Tut Exhibit - King Tutankhamun Exhibit, Collection: Furniture and Boxes - Cabinet with Hieroglyphic Fretwork

The Tutankhamun Exhibit

Furniture and Boxes

Cabinet with Hieroglyphic Fretwork

Cabinet with Hieroglyphic Fretwork

The original contents, which Carter thought might have been fine linen, were stolen in antiquity, but the necropolis officials who replaced the piece in the Annex stored four headrests in it. Unlike most of the other cabinets in Tutankhamun's tomb, whose lids are fixed in place by means of a tongue and groove construction, the lid of this piece can be opened and closed by the bronze hinges attached to the back of the chest. As was the case with the others, a cord would be wrapped around the gilded wooden knobs, and a seal would be impressed in wet clay.

The style is typical of Egyptian furniture, and it can be traced back over one thousand years. The legs supporting Tutankhamun's cabinet are longer and thinner than most examples of the same design and account for its elegant appearance. Composed of ebony, they extend upward and form the framework for the chest; the panels on the sides and the lid are of a reddish-brown wood that may be cedar. A hieroglyphic inscription, incised and filled with a yellow pigment, covers most of the ebony bands, but it does not extend to the legs. The phrases and epithets refer to the king and his relationship to the traditional pantheon; the Aton, however, is also mentioned.
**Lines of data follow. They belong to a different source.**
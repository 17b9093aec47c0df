use axum::{Router, extract::DefaultBodyLimit, routing::{get, post, delete}};
use std::sync::Arc;
use tower_http::cors::{CorsLayer, AllowOrigin};
use axum::http::Method;
use crate::AppState;
use crate::api::{handlers, handlers_students};

// Phone cameras routinely produce uploads above axum's 2 MB default.
const MAX_UPLOAD_BYTES: usize = 16 * 1024 * 1024;

pub fn router(state: Arc<AppState>) -> Router {
    let cors = CorsLayer::new()
        .allow_origin(AllowOrigin::any()) // camera boards and the registration page post cross-origin
        .allow_methods(vec![Method::GET, Method::POST, Method::DELETE, Method::OPTIONS])
        .allow_headers(vec![axum::http::header::CONTENT_TYPE, axum::http::header::ACCEPT]);

    Router::new()
        .route("/", get(handlers::serve_index))
        .route("/health", get(handlers::health))
        .route("/stats", get(handlers::stats))
        .route("/stats/reset", post(handlers::reset_stats))
        .route("/register", post(handlers_students::register_student))
        .route("/detect", post(handlers_students::detect_student))
        .route("/attendance", post(handlers_students::mark_attendance).get(handlers_students::list_attendance))
        .route("/students", get(handlers_students::list_students))
        .route("/students/:id", delete(handlers_students::delete_student))
        .layer(DefaultBodyLimit::max(MAX_UPLOAD_BYTES))
        .layer(cors)
        .with_state(state)
}
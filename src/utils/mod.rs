pub mod config;
pub mod logging;
pub mod path;
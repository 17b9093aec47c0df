pub mod onnx;
pub mod embed;
pub mod matcher;
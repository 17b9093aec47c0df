//! Offline fine-tuning of a face classifier on a folder-per-person dataset.
//!
//! The pretrained backbone stays frozen behind [`backbone::FeatureExtractor`];
//! only the dense head is trained.

pub mod augment;
pub mod backbone;
pub mod config;
pub mod dataset;
pub mod head;
pub mod loss;
pub mod optim;
pub mod trainer;

pub use config::TrainConfig;
pub use trainer::{run, TrainReport};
The openwork design of the fretwork takes to form of a hieroglyphic inscription; ankh and was are the vertical signs, and neb is the horizontal sign - the ankh is ebony and the others are gilded wood. "All life and dominion" is the phrase that is repeated around the chest, and it is the same that occurs on the chest with applied gilded decoration. Hieroglyphs were often used as a decorative motif on both furniture and jewelry, but they also served the purpose of communicating a message.